No observation of DIANA signals in rats at 7.0 and 17.2 Tesla.

Recently, a new method was introduced to detect neuronal activity using Magnetic Resonance Imaging (MRI). The method, referred to as DIANA, showed MRI signals with millisecond temporal resolution that correlated with local field potentials measured invasively in mice. Troublingly, attempts by other groups to detect the DIANA signals in humans at 7 Tesla and mice at 15.2 Tesla have failed. So far, attempts to reproduce DIANA in small rodents have focused on paradigms using whisker pad stimulation, which were expected to produce a 0.1-0.15% signal change. However, the Supplementary Material accompanying the original DIANA paper showed that visual stimulation produced a three times larger signal, which should be much easier to detect. Therefore, we attempted to find the DIANA signal in rats using a visual stimulation paradigm.
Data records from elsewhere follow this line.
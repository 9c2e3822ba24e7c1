//! Parse error records.
//!
//! [§ 13.2.2 Parse errors](https://html.spec.whatwg.org/multipage/parsing.html#parse-errors)
//!
//! Parse errors never stop the parser. They are collected (when requested) as
//! [`ParseError`] values in document order: tokenizer errors first, then tree
//! construction errors. A strict caller turns the first one into a
//! [`StrictModeError`].

use core::fmt;

use serde::Serialize;
use thiserror::Error;

/// One recorded parse error.
#[derive(Debug, Clone, PartialEq, Eq, Serialize)]
pub struct ParseError {
    /// The WHATWG error code, e.g. `duplicate-attribute`.
    pub code: String,
    /// 1-based line, when the position is known.
    pub line: Option<usize>,
    /// 1-based column (in characters), when the position is known.
    pub column: Option<usize>,
    /// Human-readable description.
    pub message: String,
}

impl ParseError {
    /// An error without position, with its message taken from [`message_for`].
    #[must_use]
    pub fn new(code: &str, tag_name: Option<&str>) -> Self {
        Self {
            code: code.to_string(),
            line: None,
            column: None,
            message: message_for(code, tag_name),
        }
    }

    /// An error at a known line and column.
    #[must_use]
    pub fn at(code: &str, line: usize, column: usize) -> Self {
        Self {
            line: Some(line),
            column: Some(column),
            ..Self::new(code, None)
        }
    }

    /// Materialize this error for a strict caller, attaching the offending
    /// line of `source` when the position is known. `source` must be the
    /// tokenizer's normalized input ([`Tokenizer::input`]).
    ///
    /// [`Tokenizer::input`]: crate::tokenizer::Tokenizer::input
    #[must_use]
    pub fn to_strict_error(&self, source: &str) -> StrictModeError {
        let source_line = self
            .line
            .and_then(|line| line.checked_sub(1))
            .and_then(|index| source.split('\n').nth(index))
            .map(ToString::to_string);
        StrictModeError {
            error: self.clone(),
            source_line,
        }
    }
}

impl fmt::Display for ParseError {
    fn fmt(&self, f: &mut fmt::Formatter<'_>) -> fmt::Result {
        if let (Some(line), Some(column)) = (self.line, self.column) {
            write!(f, "({line},{column}): ")?;
        }
        write!(f, "{}", self.code)?;
        if self.message != self.code {
            write!(f, " - {}", self.message)?;
        }
        Ok(())
    }
}

/// The first parse error of a strict-mode parse.
#[derive(Debug, Clone, PartialEq, Eq, Error)]
#[error("{error}")]
pub struct StrictModeError {
    /// The error that stopped the parse.
    pub error: ParseError,
    /// The source line the error points into, if the position is known.
    pub source_line: Option<String>,
}

impl StrictModeError {
    /// The source line followed by a caret under the error column.
    #[must_use]
    pub fn annotated_source(&self) -> Option<String> {
        let line = self.source_line.as_deref()?;
        let column = self.error.column.unwrap_or(1).max(1);
        Some(format!("{line}\n{}^", " ".repeat(column - 1)))
    }
}

/// The human-readable message for an error code. Unknown codes fall back to
/// the code itself.
#[must_use]
pub fn message_for(code: &str, tag_name: Option<&str>) -> String {
    let tag = tag_name.unwrap_or("");
    let message = match code {
        // Tokenizer
        "abrupt-closing-of-empty-comment" => "Comment closed with '>' right after '<!--'",
        "abrupt-doctype-public-identifier" => "DOCTYPE public identifier ended by '>'",
        "abrupt-doctype-system-identifier" => "DOCTYPE system identifier ended by '>'",
        "cdata-in-html-content" => "CDATA section outside foreign content",
        "duplicate-attribute" => "Duplicate attribute; the first value is kept",
        "end-tag-with-attributes" => "End tag has attributes",
        "end-tag-with-trailing-solidus" => "End tag ends with '/>'",
        "eof-before-tag-name" => "Unexpected end of input after '<'",
        "eof-in-cdata" => "Unexpected end of input in CDATA section",
        "eof-in-comment" => "Unexpected end of input in comment",
        "eof-in-doctype" => "Unexpected end of input in DOCTYPE",
        "eof-in-tag" => "Unexpected end of input in tag",
        "incorrectly-closed-comment" => "Comment closed with '--!>'",
        "incorrectly-opened-comment" => "Markup declaration is not a comment, DOCTYPE or CDATA",
        "invalid-character-sequence-after-doctype-name" => {
            "Expected PUBLIC or SYSTEM after DOCTYPE name"
        }
        "invalid-first-character-of-tag-name" => "Invalid first character of tag name",
        "missing-attribute-value" => "Attribute value missing after '='",
        "missing-doctype-name" => "DOCTYPE has no name",
        "missing-doctype-public-identifier" => "DOCTYPE public identifier missing",
        "missing-doctype-system-identifier" => "DOCTYPE system identifier missing",
        "missing-end-tag-name" => "End tag '</>' has no name",
        "missing-quote-before-doctype-public-identifier" => {
            "DOCTYPE public identifier is not quoted"
        }
        "missing-quote-before-doctype-system-identifier" => {
            "DOCTYPE system identifier is not quoted"
        }
        "missing-whitespace-after-doctype-public-keyword" => {
            "Missing whitespace after DOCTYPE PUBLIC keyword"
        }
        "missing-whitespace-after-doctype-system-keyword" => {
            "Missing whitespace after DOCTYPE SYSTEM keyword"
        }
        "missing-whitespace-before-doctype-name" => "Missing whitespace before DOCTYPE name",
        "missing-whitespace-between-attributes" => "Missing whitespace between attributes",
        "missing-whitespace-between-doctype-public-and-system-identifiers" => {
            "Missing whitespace between DOCTYPE public and system identifiers"
        }
        "nested-comment" => "Nested comment '<!--' inside a comment",
        "unexpected-character-after-doctype-system-identifier" => {
            "Unexpected character after DOCTYPE system identifier"
        }
        "unexpected-character-in-attribute-name" => "Unexpected character in attribute name",
        "unexpected-character-in-unquoted-attribute-value" => {
            "Unexpected character in unquoted attribute value"
        }
        "unexpected-equals-sign-before-attribute-name" => "Unexpected '=' before attribute name",
        "unexpected-null-character" => "Unexpected NULL character",
        "unexpected-question-mark-instead-of-tag-name" => "Unexpected '?' instead of tag name",
        "unexpected-solidus-in-tag" => "Unexpected '/' in tag",
        // Character references
        "absence-of-digits-in-numeric-character-reference" => {
            "Numeric character reference has no digits"
        }
        "character-reference-outside-unicode-range" => {
            "Character reference outside the Unicode range"
        }
        "control-character-reference" => "Character reference to a control character",
        "missing-semicolon-after-character-reference" => {
            "Missing semicolon after character reference"
        }
        "noncharacter-character-reference" => "Character reference to a noncharacter",
        "null-character-reference" => "Character reference to NULL",
        "surrogate-character-reference" => "Character reference to a surrogate",
        "unknown-named-character-reference" => "Unknown named character reference",
        // Tree construction
        "expected-doctype-but-got-chars" => "Expected DOCTYPE but got text",
        "expected-doctype-but-got-eof" => "Expected DOCTYPE but got end of input",
        "expected-doctype-but-got-start-tag" => "Expected DOCTYPE but got a start tag",
        "unknown-doctype" => "Unknown DOCTYPE",
        "unexpected-doctype" => "Unexpected DOCTYPE",
        "unexpected-start-tag" => return format!("Unexpected start tag <{tag}>"),
        "unexpected-start-tag-ignored" => return format!("Start tag <{tag}> ignored"),
        "unexpected-start-tag-implies-end-tag" => {
            return format!("Start tag <{tag}> implies the end of the open <{tag}>");
        }
        "unexpected-end-tag" => return format!("Unexpected end tag </{tag}>"),
        "adoption-agency-1.3" => return format!("Misnested end tag </{tag}>"),
        "unexpected-cell-in-table-body" => "Table cell outside a table row",
        "unexpected-char-in-frameset" => "Text inside frameset",
        "eof-in-frameset" => "Unexpected end of input in frameset",
        "unexpected-char-after-body" => "Text after the body element was closed",
        "unexpected-char-after-frameset" => "Text after frameset",
        "unexpected-token-after-body" => "Unexpected tag after the body element was closed",
        "unexpected-token-after-frameset" => "Unexpected content after frameset",
        "expected-closing-tag-but-got-eof" => {
            return format!("Expected closing tag </{tag}> but got end of input");
        }
        "expected-named-closing-tag-but-got-eof" => {
            return format!("Expected </{tag}> but got end of input");
        }
        _ => code,
    };
    message.to_string()
}

/// Newline offsets of one input, for resolving byte offsets to positions.
///
/// Built once per tokenizer run, and only when errors are collected.
#[derive(Debug, Clone, Default)]
pub(crate) struct LineIndex {
    newlines: Vec<usize>,
}

impl LineIndex {
    pub(crate) fn new(text: &str) -> Self {
        Self {
            newlines: text
                .bytes()
                .enumerate()
                .filter_map(|(i, b)| (b == b'\n').then_some(i))
                .collect(),
        }
    }

    /// 1-based (line, column) of the byte `offset` in `text`. The column
    /// counts characters, not bytes.
    pub(crate) fn locate(&self, text: &str, offset: usize) -> (usize, usize) {
        let offset = offset.min(text.len());
        let line_index = self.newlines.partition_point(|&nl| nl < offset);
        let line_start = line_index
            .checked_sub(1)
            .map_or(0, |previous| self.newlines[previous] + 1);
        let column = text
            .get(line_start..offset)
            .map_or(0, |prefix| prefix.chars().count());
        (line_index + 1, column + 1)
    }
}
Experiments were performed at 17.2 Tesla but also at 7.0 Tesla to see if the DIANA signal appears at a lower field strength where T2 is longer and BOLD contributions are reduced. In addition, simulations were performed to investigate the theoretical detectability of synthetic DIANA signals in noisy data. Although our data indicated that a 0.1% signal change would have been detectable, we did not observe a DIANA signal. We did observe neuronally driven hemodynamic signal variations that were much larger than the anticipated DIANA signal. The amplitude of these signal changes was relatively similar at 7.0 and 17.2 Tesla (0.7% vs 1.1%). Numerical simulations indicated, however, that the measured hemodynamic signal changes would not interfere with the detection of DIANA signals. Therefore, it is reasonable to expect that measurements at higher field strength with improved SNR would have a better chance to detect the DIANA signal. Yet, we, among others, were unable to find it.